As we saw with the recent sweat lodge case, this would result in not just civil lawsuits but a criminal investigation in the United States.

Source: ABC

18 thoughts on “Cooked: Sauna Competition Leads To Death of Finalist”

  1. Get these ‘winners’ a Darwin award…

    Buddha, I heard they considered hot-tubbing an event for next year, but the board was slightly worried about foreseeable injuries from sitting in boiling water for too long so now they’ll probably just have a breath-holding competition…

    contestants will be strapped under water, last one to drown wins.

  2. maybe the east Africans didnt have any food because their leaders follow this pattern:

    “The seekers of unearned material benefits are merely financial parasites, moochers, looters or criminals, who are too limited in number and in mind to be a threat to civilization, until and unless they are released and legalized by the seekers of unearned greatness.

    Unearned greatness is so unreal, so neurotic a concept that the wretch who seeks it cannot identify it even to himself: to identify it, is to make it impossible. He needs the irrational, undefinable slogans of altruism and collectivism to give a semiplausible form to his nameless urge and anchor it to reality—to support his own self-deception more than to deceive his victims. “The public,” “the public interest,” “service to the public” are the means, the tools, the swinging pendulums of the power-luster’s self-hypnosis.

    Since there is no such entity as “the public,” since the public is merely a number of individuals, any claimed or implied conflict of “the public interest” with private interests means that the interests of some men are to be sacrificed to the interests and wishes of others. Since the concept is so conveniently undefinable, its use rests only on any given gang’s ability to proclaim that “The public, c’est moi”—and to maintain the claim at the point of a gun.

    No such claim has ever been or can ever be maintained without the help of a gun—that is, without physical force. But, on the other hand, without that claim, gunmen would remain where they belong: in the underworld, and would not rise to the councils of state to rule the destinies of nations.
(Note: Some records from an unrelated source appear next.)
pub mod artifact;
pub mod boundary;
pub mod classifier;
pub mod cli;
pub mod config;
pub mod domain;
pub mod error;
pub mod git;
pub mod ui;
pub mod verify;

pub use artifact::{render_artifact, VersionArtifact};
pub use classifier::{is_released, is_released_at, list_tags};
pub use error::{ReleaseStampError, Result};
use semver::Version;

/// Prefix carried by version tags unless configured otherwise
pub const DEFAULT_TAG_PREFIX: &str = "v";

/// Represents a git tag by its short name
#[derive(Debug, Clone, PartialEq, Eq)]
pub struct Tag {
    pub name: String,
}

impl Tag {
    /// Create a new tag from a string
    pub fn new(name: impl Into<String>) -> Self {
        Tag { name: name.into() }
    }

    /// Semantic version carried by the tag (e.g., "v1.2.3" -> 1.2.3).
    ///
    /// Returns `None` when the tag lacks `prefix` or the remainder is not a
    /// valid semantic version.
    pub fn version(&self, prefix: &str) -> Option<Version> {
        let rest = self.name.strip_prefix(prefix)?;
        Version::parse(rest).ok()
    }
}

/// Check whether `name` is `prefix` followed by a semantic version.
///
/// Parse failures are folded into `false`.
///
/// # Example
/// ```
/// use release_stamp::domain::is_tag_semver_shaped;
/// assert!(is_tag_semver_shaped("v1.2.3", "v"));
/// assert!(!is_tag_semver_shaped("v1.2", "v"));
/// ```
pub fn is_tag_semver_shaped(name: &str, prefix: &str) -> bool {
    Tag::new(name).version(prefix).is_some()
}
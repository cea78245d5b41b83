use crate::error::{ReleaseStampError, Result};
use crate::git::HeadRef;
use git2::Repository as Git2Repo;
use std::path::Path;
use tracing::debug;

/// Wrapper around git2::Repository with our trait interface
pub struct Git2Repository {
    repo: Git2Repo,
}

impl Git2Repository {
    /// Open or discover a git repository
    pub fn open<P: AsRef<Path>>(path: P) -> Result<Self> {
        let repo = Git2Repo::discover(path.as_ref())?;
        debug!(path = %path.as_ref().display(), "opened git repository");

        Ok(Git2Repository { repo })
    }

    /// Create from existing git2::Repository
    pub fn from_git2(repo: Git2Repo) -> Self {
        Git2Repository { repo }
    }
}

impl super::Repository for Git2Repository {
    fn reference_names(&self) -> Result<Vec<String>> {
        let mut names = Vec::new();

        for reference in self.repo.references()? {
            let reference = reference?;
            if let Some(name) = reference.name() {
                names.push(name.to_string());
            }
        }

        Ok(names)
    }

    fn resolve_commit(&self, refish: &str) -> Result<git2::Oid> {
        let commit = self.repo.revparse_single(refish)?.peel_to_commit()?;

        Ok(commit.id())
    }

    fn head(&self) -> Result<HeadRef> {
        let head = self.repo.head()?;

        let name = head
            .name()
            .ok_or_else(|| ReleaseStampError::head("HEAD name is not valid UTF-8"))?
            .to_string();
        let target = head.peel_to_commit()?.id();

        Ok(HeadRef { name, target })
    }
}
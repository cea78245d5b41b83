use std::fmt;

/// Warnings that occur while classifying a checkout.
/// These are non-fatal issues that should be reported to the user.
#[derive(Debug, Clone, PartialEq)]
pub enum BoundaryWarning {
    /// HEAD is not on a branch, so only tags can mark it as released
    DetachedHead { current_commit_hash: String },
    /// Released only because tags point at HEAD; the verifier will disagree
    /// unless the branch is a release branch
    ReleasedByTagOnly { branch: String, tags: Vec<String> },
    /// An explicit release flag replaced the one derived from the repository
    ReleasedFlagOverridden { derived: bool, requested: bool },
}

impl fmt::Display for BoundaryWarning {
    fn fmt(&self, f: &mut fmt::Formatter<'_>) -> fmt::Result {
        match self {
            BoundaryWarning::DetachedHead {
                current_commit_hash,
            } => {
                let short_hash = if current_commit_hash.len() > 7 {
                    &current_commit_hash[..7]
                } else {
                    current_commit_hash.as_str()
                };
                write!(f, "HEAD is detached at {}", short_hash)
            }
            BoundaryWarning::ReleasedByTagOnly { branch, tags } => {
                write!(
                    f,
                    "Branch '{}' is treated as released because of tag(s) {}",
                    branch,
                    tags.join(", ")
                )
            }
            BoundaryWarning::ReleasedFlagOverridden { derived, requested } => {
                write!(
                    f,
                    "Release flag overridden to {} (repository says {})",
                    requested, derived
                )
            }
        }
    }
}
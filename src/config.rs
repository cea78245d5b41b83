use serde::{Deserialize, Serialize};
use std::fs;
use std::path::{Path, PathBuf};

use crate::domain::{VersionTriple, DEFAULT_TAG_PREFIX};
use crate::error::{ReleaseStampError, Result};

/// File name searched for in the working directory
pub const CONFIG_FILE_NAME: &str = "release-stamp.toml";

/// Represents the complete configuration for release-stamp.
///
/// Contains the version components, where to find the repository, and where
/// to write the generated artifact.
#[derive(Debug, Deserialize, Serialize, Clone, PartialEq, Default)]
pub struct Config {
    #[serde(default)]
    pub version: VersionConfig,

    #[serde(default)]
    pub repository: RepositoryConfig,

    #[serde(default)]
    pub artifact: ArtifactConfig,
}

/// Version components supplied by the project
#[derive(Debug, Deserialize, Serialize, Clone, Copy, PartialEq, Eq, Default)]
pub struct VersionConfig {
    #[serde(default)]
    pub major: u64,

    #[serde(default)]
    pub minor: u64,

    #[serde(default)]
    pub micro: u64,
}

impl VersionConfig {
    pub fn triple(&self) -> VersionTriple {
        VersionTriple::new(self.major, self.minor, self.micro)
    }
}

fn default_repository_path() -> PathBuf {
    PathBuf::from(".")
}

fn default_tag_prefix() -> String {
    DEFAULT_TAG_PREFIX.to_string()
}

/// Location of the repository and how its version tags are named
#[derive(Debug, Deserialize, Serialize, Clone, PartialEq)]
pub struct RepositoryConfig {
    #[serde(default = "default_repository_path")]
    pub path: PathBuf,

    #[serde(default = "default_tag_prefix")]
    pub tag_prefix: String,
}

impl Default for RepositoryConfig {
    fn default() -> Self {
        RepositoryConfig {
            path: default_repository_path(),
            tag_prefix: default_tag_prefix(),
        }
    }
}

fn default_artifact_path() -> PathBuf {
    PathBuf::from("version.py")
}

/// Destination of the generated version artifact
#[derive(Debug, Deserialize, Serialize, Clone, PartialEq)]
pub struct ArtifactConfig {
    #[serde(default = "default_artifact_path")]
    pub path: PathBuf,
}

impl Default for ArtifactConfig {
    fn default() -> Self {
        ArtifactConfig {
            path: default_artifact_path(),
        }
    }
}

/// Parse configuration from TOML text
pub fn parse_config(content: &str) -> Result<Config> {
    toml::from_str(content).map_err(|e| ReleaseStampError::config(e.to_string()))
}

/// Loads configuration from file or returns defaults.
///
/// Attempts to load configuration in the following order:
/// 1. Custom path provided as parameter
/// 2. `release-stamp.toml` in current directory
/// 3. `.release-stamp.toml` in user config directory
/// 4. Default configuration if no file found
///
/// # Arguments
/// * `config_path` - Optional path to custom configuration file
///
/// # Returns
/// * `Ok(Config)` - Loaded or default configuration
/// * `Err` - If file exists but cannot be read or parsed
pub fn load_config(config_path: Option<&Path>) -> Result<Config> {
    let config_str = if let Some(path) = config_path {
        fs::read_to_string(path)?
    } else if Path::new(CONFIG_FILE_NAME).exists() {
        fs::read_to_string(CONFIG_FILE_NAME)?
    } else if let Some(config_dir) = dirs::config_dir() {
        let config_path = config_dir.join(format!(".{}", CONFIG_FILE_NAME));
        if config_path.exists() {
            fs::read_to_string(config_path)?
        } else {
            return Ok(Config::default());
        }
    } else {
        return Ok(Config::default());
    };

    parse_config(&config_str)
}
    There are two ways of claiming that “The public, c’est moi”: one is practiced by the crude material parasite who clamors for government handouts in the name of a “public” need and pockets what he has not earned; the other is practiced by his leader, the spiritual parasite, who derives his illusion of “greatness”—like a fence receiving stolen goods—from the power to dispose of that which he has not earned and from the mystic view of himself as the embodied voice of “the public.” [pp. 88-89. The Monument Builders]

    Seems like Idi Amin to a tee.

  3. Here in the U.S., certain groups are doing some pretty unpleasant things for money, as well, as one participant recently reported.
    Those involved are receiving cash or drugs to harass other Americans. Some of them are are being handed “get out of jail free” cards. Some are simply sadists who are doing it “for fun” — for sport.
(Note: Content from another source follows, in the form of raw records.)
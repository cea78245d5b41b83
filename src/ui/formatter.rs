//! Pure formatting functions for UI output.
//!
//! Functions here build text only and never print, so they are testable.

use crate::artifact::VersionArtifact;
use crate::verify::VerifyReport;

/// Lines describing each artifact field, aligned on the field names.
pub fn format_artifact_summary(artifact: &VersionArtifact) -> Vec<String> {
    vec![
        format!("{:<14} {}", "major", artifact.major),
        format!("{:<14} {}", "short_version", artifact.short_version),
        format!("{:<14} {}", "version", artifact.version),
        format!("{:<14} {}", "full_version", artifact.full_version),
        format!("{:<14} {}", "is_released", artifact.is_released),
    ]
}

/// One-line summary of a verification run.
pub fn format_report_summary(report: &VerifyReport) -> String {
    match report.findings.len() {
        0 => "Artifact matches the repository".to_string(),
        1 => "1 verification finding".to_string(),
        n => format!("{} verification findings", n),
    }
}
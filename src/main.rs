use std::path::PathBuf;

use anyhow::Result;
use clap::Parser;

use release_stamp::cli::{run_stamp_workflow, run_verify_workflow, StampWorkflowArgs};
use release_stamp::{config, ui};

#[derive(clap::Parser)]
#[command(
    name = "release-stamp",
    about = "Write a version file derived from git branches and tags"
)]
struct Args {
    #[arg(short, long, help = "Custom configuration file path")]
    config: Option<PathBuf>,

    #[arg(long, help = "Path to the git repository")]
    repo: Option<PathBuf>,

    #[arg(long, help = "Major version component")]
    major: Option<u64>,

    #[arg(long, help = "Minor version component")]
    minor: Option<u64>,

    #[arg(long, help = "Micro version component")]
    micro: Option<u64>,

    #[arg(long, help = "Override the release flag derived from the repository")]
    released: Option<bool>,

    #[arg(short, long, help = "Destination of the generated version file")]
    output: Option<PathBuf>,

    #[arg(long, help = "Prefix of version tags")]
    tag_prefix: Option<String>,

    #[arg(long, help = "Print the version file without writing it")]
    dry_run: bool,

    #[arg(long, help = "Check an existing version file against the repository")]
    verify: bool,

    #[arg(short, long, help = "Print version information")]
    version: bool,
}

fn main() -> Result<()> {
    // RUST_LOG controls diagnostics; stderr keeps stdout clean for the preview
    tracing_subscriber::fmt()
        .with_writer(std::io::stderr)
        .with_env_filter(
            tracing_subscriber::EnvFilter::try_from_default_env()
                .unwrap_or_else(|_| tracing_subscriber::EnvFilter::new("warn")),
        )
        .init();

    let args = Args::parse();

    if args.version {
        println!("release-stamp {}", env!("CARGO_PKG_VERSION"));
        return Ok(());
    }

    let config = match config::load_config(args.config.as_deref()) {
        Ok(cfg) => cfg,
        Err(e) => {
            ui::display_error(&format!("Error loading config: {}", e));
            std::process::exit(1);
        }
    };

    let workflow_args = StampWorkflowArgs {
        repo_path: args.repo,
        major: args.major,
        minor: args.minor,
        micro: args.micro,
        released: args.released,
        output: args.output,
        tag_prefix: args.tag_prefix,
        dry_run: args.dry_run,
    };

    if args.verify {
        let report = match run_verify_workflow(&workflow_args, &config) {
            Ok(report) => report,
            Err(e) => {
                ui::display_error(&format!("{:#}", e));
                std::process::exit(1);
            }
        };

        ui::display_report(&report);
        if !report.is_clean() {
            std::process::exit(1);
        }
        return Ok(());
    }

    let result = match run_stamp_workflow(&workflow_args, &config) {
        Ok(result) => result,
        Err(e) => {
            ui::display_error(&format!("{:#}", e));
            std::process::exit(1);
        }
    };

    for warning in &result.warnings {
        ui::display_boundary_warning(warning);
    }

    ui::display_artifact(&result.artifact);

    if result.written {
        ui::display_success(&format!(
            "Wrote {} to {}",
            result.artifact.full_version,
            result.destination.display()
        ));
    } else {
        ui::display_rendered(&result.artifact.render());
        ui::display_status(&format!(
            "Dry run: {} not written",
            result.destination.display()
        ));
    }

    Ok(())
}
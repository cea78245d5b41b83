//! Domain logic - pure naming and versioning rules independent of git operations

pub mod branch;
pub mod reference;
pub mod tag;
pub mod version;

pub use branch::BranchContext;
pub use reference::{short_name, Reference};
pub use tag::{is_tag_semver_shaped, Tag, DEFAULT_TAG_PREFIX};
pub use version::{canonical_version, VersionTriple};
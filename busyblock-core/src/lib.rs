//! Core of busyblock: mirror the events of a source calendar as opaque
//! "Busy" blocks on a target calendar.
//!
//! - `provider` defines the `CalendarProvider` capability every backend implements
//! - `source`, `overlap` and `writer` are the three steps the `engine` composes
//! - `backend` holds the memory, ICS directory and subprocess providers

pub mod backend;
pub mod config;
pub mod constants;
pub mod engine;
pub mod error;
pub mod event;
pub mod overlap;
pub mod provider;
pub mod report;
pub mod source;
pub mod window;
pub mod writer;

pub use config::{BackendConfig, ConfigOverrides, SyncConfig};
pub use engine::SyncEngine;
pub use error::{SyncError, SyncResult};
pub use event::{BusyBlock, BusyStatus, Event, EventTime, NewBusyBlock};
pub use provider::{CalendarHandle, CalendarProvider, CalendarRef, IntervalFilter};
pub use report::{EventOutcome, Outcome, SkipReason, SyncReport};
pub use window::SyncWindow;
  4. ‘The Finns also used the sauna as a place to cleanse the mind, rejuvenate and refresh the spirit, and prepare the dead for burial. ‘

    “Jos ei viina, terva tai sauna auta, tauti on kuolemaksi.”

    ~http://en.wikipedia.org/wiki/Sauna

    yup, the illness was fatal

  5. I read that in Brazil people do really unpleasant things, such as let scorpions bite them, on television, for very small sums, because they are so broke.

  6. Blouise,

    I didn’t intend to put a question mark at the end of that sentence, but I trust that you know that the question was “rhetorical.”

  7. anon nurse
    1, August 8, 2010 at 11:43 am
    Blouise, Back in the 80s, in East Africa, some American soldiers participated in food-eating contest at a picnic on July 4th. I found it to be in extremely poor taste (no pun intended), given the economic conditions in the country at the time. There were “locals” in attendance. Why does the term “ugly American” come to mind?

    ==============================================================
    Because it’s true

  8. Blouise, Back in the 80s, in East Africa, some American soldiers participated in food-eating contest at a picnic on July 4th. I found it to be in extremely poor taste (no pun intended), given the economic conditions in the country at the time. There were “locals” in attendance. Why does the term “ugly American” come to mind?

  9. Too bad they weren’t stuffing their faces with hotdogs at the same time … or ribs … or watermelon … whatever else we provide useless contests for.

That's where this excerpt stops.